At the Top of My Lungs "What's Going On?"

In 1992 a group called Four Non-Blondes recorded "what's up," a catchy one-hit wonder. In her angst, the singer tells us that at times she "scream(s) at the top of my lungs, What's going on?" I get that sometimes, and find myself asking the same question, though I refrain from doing it at the top of my lungs. 

Sometimes I hear about behavior, and I am simply astounded. I am hopeful that I, or someone, has misunderstood. I recently received an inquiry from a judge, describing representations that are being made, and essentially I am asking "what's going on?"

In the course of various hearings, this judge is being told that lawyers have instructed their staff to not return phone calls from specific opposing counsel's office. In other words, "if attorney so and so calls, just ignore it."

In another iteration of this problem, an attorney explained to the judge how his/her firm had instructed it's email program not to accept communications from a specific attorney. The explanation included description of the involvement of the firms information technology (IT) department.

Would an attorney who received a letter in the US Mail attempt to prevent the Mail person from leaving the envelope? Picture trying to tell the Mail person to sort out and not deliver mail with certain return addresses. Picture your firms mail room sorting the mail and instead of forwarding all of yours to you, the mail room automatically sends some back, quoting the late, great, King of Rock and Roll, "return to sender."

Why would someone reject mail on that basis, unexamined, unread, unopened? In some ways, I see a potential other side of the coin. I receive much in my US mail box that I would just as soon not receive. 

I have no idea where these companies get my name and address. Nor can I can see what I did to attract their attention. One which consistently amuses me is a catalog for camping equipment.
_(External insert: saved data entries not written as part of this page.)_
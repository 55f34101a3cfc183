use blockfall_engine::Tile;
use ratatui::{
    buffer::Buffer,
    layout::Rect,
    style::Style,
    widgets::{Paragraph, Widget},
};

use crate::ui::widgets::style;

/// One board cell, rendered two terminal columns wide so the grid reads
/// roughly square.
#[derive(Debug)]
pub struct TileDisplay {
    style: Style,
    symbol: &'static str,
}

impl TileDisplay {
    pub const fn new(style: Style, symbol: &'static str) -> Self {
        Self { style, symbol }
    }

    pub const fn width() -> u16 {
        2
    }

    pub const fn height() -> u16 {
        1
    }

    pub fn from_tile(tile: Tile, show_dots: bool) -> Self {
        match tile {
            Tile::Empty => {
                if show_dots {
                    Self::new(style::EMPTY_DOT, ".")
                } else {
                    Self::new(style::EMPTY, "")
                }
            }
            Tile::Ghost => Self::new(style::GHOST, "[]"),
            Tile::Piece(kind) => Self::new(style::piece(kind), ""),
        }
    }
}

impl Widget for TileDisplay {
    fn render(self, area: Rect, buf: &mut Buffer)
    where
        Self: Sized,
    {
        Widget::render(&self, area, buf);
    }
}

impl Widget for &TileDisplay {
    fn render(self, area: Rect, buf: &mut Buffer)
    where
        Self: Sized,
    {
        // A Paragraph fills the whole area, not just the symbol cells.
        Paragraph::new(self.symbol)
            .style(self.style)
            .centered()
            .render(area, buf);
    }
}
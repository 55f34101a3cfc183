use std::iter;

use blockfall_engine::{COLS, RenderView, ROWS, Tile};
use ratatui::{
    buffer::Buffer,
    layout::{Constraint, Flex, Layout, Rect},
    widgets::{Block, BlockExt as _, Widget},
};

use crate::ui::widgets::TileDisplay;

/// The playfield grid with the active piece and its landing preview.
#[derive(Debug)]
pub struct BoardDisplay<'a> {
    view: &'a RenderView,
    show_ghost: bool,
    block: Option<Block<'a>>,
}

impl<'a> BoardDisplay<'a> {
    pub fn new(view: &'a RenderView) -> Self {
        Self {
            view,
            show_ghost: true,
            block: None,
        }
    }

    pub fn show_ghost(self, show_ghost: bool) -> Self {
        Self { show_ghost, ..self }
    }

    pub fn block(self, block: Block<'a>) -> Self {
        Self {
            block: Some(block),
            ..self
        }
    }

    #[expect(clippy::cast_possible_truncation)]
    pub fn width(&self) -> u16 {
        COLS as u16 * TileDisplay::width() + super::block_horizontal_margin(self.block.as_ref())
    }

    #[expect(clippy::cast_possible_truncation)]
    pub fn height(&self) -> u16 {
        ROWS as u16 * TileDisplay::height() + super::block_vertical_margin(self.block.as_ref())
    }
}

impl Widget for BoardDisplay<'_> {
    fn render(self, area: Rect, buf: &mut Buffer)
    where
        Self: Sized,
    {
        Widget::render(&self, area, buf);
    }
}

impl Widget for &BoardDisplay<'_> {
    fn render(self, area: Rect, buf: &mut Buffer) {
        self.block.as_ref().render(area, buf);
        let area = self.block.inner_if_some(area);

        let col_constraints = (0..COLS).map(|_| Constraint::Length(TileDisplay::width()));
        let row_constraints = (0..ROWS).map(|_| Constraint::Length(TileDisplay::height()));
        let horizontal = Layout::horizontal(col_constraints).flex(Flex::Center);
        let vertical = Layout::vertical(row_constraints);

        let grid_rows = area
            .layout::<{ ROWS }>(&vertical)
            .into_iter()
            .map(|row| row.layout::<{ COLS }>(&horizontal));

        for (grid_row, row) in iter::zip(grid_rows, self.view.rows()) {
            for (grid_cell, &tile) in iter::zip(grid_row, row) {
                let tile = if tile == Tile::Ghost && !self.show_ghost {
                    Tile::Empty
                } else {
                    tile
                };
                TileDisplay::from_tile(tile, true).render(grid_cell, buf);
            }
        }
    }
}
I received one from this company about every 60 days. I've never ordered anything from them. Admittedly I have camped, but it has been many years. I guess it would be nice to somehow prevent the mail delivery person from leaving that catalog in my mailbox. It would sure save me the effort of throwing it away.

But correspondence from another attorney? That is certainly not in the same category. If you receive a letter from opposing counsel, would you attempt to get the mail delivery person to take it back? Would you toss it in the garbage can atop that ubiquitous camping equipment supply catalog without reading it?  Would pretending it never arrived be productive? Doubtful.

Years ago, I heard of a firm that only turned their fax machine on when they needed to send a fax. The remainder of the day, the fax machine remained powered-down, to prevent anyone from sending the firm a facsimile. I have never understood the point of that. Someone wants to communicate with you efficiently and quickly, but thinks it is appropriate to deny you the reciprocal courtesy?

What stimulates this refusal to accept communications? Are you one of the attorneys that sends verbose, threatening, repetitive, incomprehensible correspondence? Are you an attorney that leaves repeated, lengthy, threatening voicemail messages? Is there any chance that your communication could be the equivalent of another one of those camping equipment catalogs?

I think we could all spend a bit of time on introspection. I believe we could all ask ourselves how is the recipient going to, or is supposed to, perceive this communication? There's always value in putting yourself in the other person's shoes.

I recently attended a phenomenal continuing education program in Tallahassee. Please excuse my shameless praise, as it was the program sponsored by the WCI and OJCC in February. A great segment of that program focused on how to get the Appellate court to focus on your issue on appeal.

The speaker, Randall Porcher, reminded everyone that there are only so many minutes in each day. Time is precious. He reminded appellants and appellees alike, that there is value in getting to the point. He likewise reminded the audience that hiding your point, or leaf, in the midst of a huge forest may obscure your point. Are you trying to hide it, or do you want the recipient of your communication to get the point?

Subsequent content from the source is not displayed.